Dataset items:
=-=-=-=-=

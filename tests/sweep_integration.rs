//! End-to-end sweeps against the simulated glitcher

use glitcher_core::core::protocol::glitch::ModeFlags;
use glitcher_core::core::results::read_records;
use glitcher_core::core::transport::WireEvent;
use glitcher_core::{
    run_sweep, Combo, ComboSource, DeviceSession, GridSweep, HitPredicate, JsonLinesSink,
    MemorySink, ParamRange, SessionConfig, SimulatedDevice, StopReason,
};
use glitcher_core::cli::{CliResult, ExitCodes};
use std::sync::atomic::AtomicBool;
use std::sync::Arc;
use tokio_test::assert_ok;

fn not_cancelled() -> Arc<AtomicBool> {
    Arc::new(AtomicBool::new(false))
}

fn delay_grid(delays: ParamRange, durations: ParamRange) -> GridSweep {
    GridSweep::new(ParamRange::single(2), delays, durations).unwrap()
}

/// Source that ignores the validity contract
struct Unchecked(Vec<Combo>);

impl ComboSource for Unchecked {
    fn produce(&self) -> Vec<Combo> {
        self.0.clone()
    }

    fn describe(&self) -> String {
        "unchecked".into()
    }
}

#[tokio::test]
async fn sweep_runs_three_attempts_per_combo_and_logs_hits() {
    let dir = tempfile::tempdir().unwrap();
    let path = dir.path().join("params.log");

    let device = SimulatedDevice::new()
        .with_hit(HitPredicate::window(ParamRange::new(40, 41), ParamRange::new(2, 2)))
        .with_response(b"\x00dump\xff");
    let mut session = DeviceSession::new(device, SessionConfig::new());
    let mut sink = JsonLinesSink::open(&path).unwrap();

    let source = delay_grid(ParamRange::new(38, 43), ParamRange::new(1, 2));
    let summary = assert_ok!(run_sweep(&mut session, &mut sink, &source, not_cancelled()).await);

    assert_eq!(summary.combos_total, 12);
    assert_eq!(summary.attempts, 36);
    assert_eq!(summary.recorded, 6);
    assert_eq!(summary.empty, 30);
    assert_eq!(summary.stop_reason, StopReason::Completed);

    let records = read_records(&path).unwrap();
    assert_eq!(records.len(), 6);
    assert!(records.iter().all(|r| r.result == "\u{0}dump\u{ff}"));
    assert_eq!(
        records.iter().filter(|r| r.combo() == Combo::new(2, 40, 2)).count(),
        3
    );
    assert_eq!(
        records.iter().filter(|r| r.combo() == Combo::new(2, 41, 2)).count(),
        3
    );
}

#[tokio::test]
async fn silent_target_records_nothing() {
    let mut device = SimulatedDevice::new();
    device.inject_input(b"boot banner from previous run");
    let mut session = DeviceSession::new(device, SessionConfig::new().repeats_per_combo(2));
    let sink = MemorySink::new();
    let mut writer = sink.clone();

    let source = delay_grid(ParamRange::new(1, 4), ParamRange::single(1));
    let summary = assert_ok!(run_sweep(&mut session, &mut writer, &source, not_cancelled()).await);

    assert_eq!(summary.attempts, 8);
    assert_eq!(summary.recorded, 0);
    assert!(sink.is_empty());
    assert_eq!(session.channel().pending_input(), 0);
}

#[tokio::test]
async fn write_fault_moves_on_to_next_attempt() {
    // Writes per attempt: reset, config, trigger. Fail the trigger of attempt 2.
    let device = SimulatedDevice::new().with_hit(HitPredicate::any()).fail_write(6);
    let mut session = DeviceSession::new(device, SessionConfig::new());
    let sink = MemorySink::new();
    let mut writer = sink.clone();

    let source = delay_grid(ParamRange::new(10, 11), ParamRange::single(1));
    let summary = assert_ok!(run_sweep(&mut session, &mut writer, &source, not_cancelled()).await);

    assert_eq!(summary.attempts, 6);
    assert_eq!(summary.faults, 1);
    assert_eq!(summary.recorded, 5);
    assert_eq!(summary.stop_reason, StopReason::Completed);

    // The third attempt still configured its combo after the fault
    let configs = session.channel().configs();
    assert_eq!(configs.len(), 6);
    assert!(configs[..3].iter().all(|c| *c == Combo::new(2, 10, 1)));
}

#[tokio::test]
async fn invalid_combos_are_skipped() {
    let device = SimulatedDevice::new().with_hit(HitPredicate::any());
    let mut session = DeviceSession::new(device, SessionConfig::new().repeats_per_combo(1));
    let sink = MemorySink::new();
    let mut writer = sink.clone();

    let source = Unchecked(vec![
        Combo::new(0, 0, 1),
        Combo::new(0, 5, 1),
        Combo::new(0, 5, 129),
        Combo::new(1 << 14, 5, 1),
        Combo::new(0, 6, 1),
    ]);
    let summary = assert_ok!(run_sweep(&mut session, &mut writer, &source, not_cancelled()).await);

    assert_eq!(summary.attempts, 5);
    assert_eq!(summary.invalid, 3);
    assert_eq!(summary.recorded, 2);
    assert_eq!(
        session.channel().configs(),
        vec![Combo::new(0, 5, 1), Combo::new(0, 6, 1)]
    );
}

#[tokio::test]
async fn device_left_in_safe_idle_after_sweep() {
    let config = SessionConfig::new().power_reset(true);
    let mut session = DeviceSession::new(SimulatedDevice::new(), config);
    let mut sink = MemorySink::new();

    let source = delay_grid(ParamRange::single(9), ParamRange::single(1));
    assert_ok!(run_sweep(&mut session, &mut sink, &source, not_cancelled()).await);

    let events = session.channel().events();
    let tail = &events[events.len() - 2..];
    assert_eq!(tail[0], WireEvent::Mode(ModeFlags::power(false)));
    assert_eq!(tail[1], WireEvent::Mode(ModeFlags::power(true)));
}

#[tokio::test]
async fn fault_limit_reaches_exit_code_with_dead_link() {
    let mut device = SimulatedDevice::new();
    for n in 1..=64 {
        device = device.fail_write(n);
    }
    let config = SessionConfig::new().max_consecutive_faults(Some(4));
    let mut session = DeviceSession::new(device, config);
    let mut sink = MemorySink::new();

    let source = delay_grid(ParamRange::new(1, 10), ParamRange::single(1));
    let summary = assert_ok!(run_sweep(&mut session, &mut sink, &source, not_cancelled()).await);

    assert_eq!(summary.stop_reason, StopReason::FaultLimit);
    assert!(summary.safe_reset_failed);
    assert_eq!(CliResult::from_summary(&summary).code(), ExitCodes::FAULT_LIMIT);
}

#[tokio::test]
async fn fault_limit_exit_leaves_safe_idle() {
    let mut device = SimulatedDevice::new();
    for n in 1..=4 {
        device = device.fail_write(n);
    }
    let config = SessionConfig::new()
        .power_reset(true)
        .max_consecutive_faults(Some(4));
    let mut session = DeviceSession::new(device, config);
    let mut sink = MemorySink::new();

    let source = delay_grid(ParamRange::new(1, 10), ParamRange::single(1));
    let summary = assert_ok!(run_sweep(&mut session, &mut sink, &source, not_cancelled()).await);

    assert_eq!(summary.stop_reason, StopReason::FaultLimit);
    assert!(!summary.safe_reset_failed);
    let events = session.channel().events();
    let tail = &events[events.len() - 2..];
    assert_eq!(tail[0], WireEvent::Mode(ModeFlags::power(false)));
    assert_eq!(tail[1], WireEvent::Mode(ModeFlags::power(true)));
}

=-=-=-=-=

_Task requirements_
Copy all lines of the records that have the string "AtomicBool" in them.

_Result below_
use std::sync::atomic::AtomicBool;
fn not_cancelled() -> Arc<AtomicBool> {
    Arc::new(AtomicBool::new(false))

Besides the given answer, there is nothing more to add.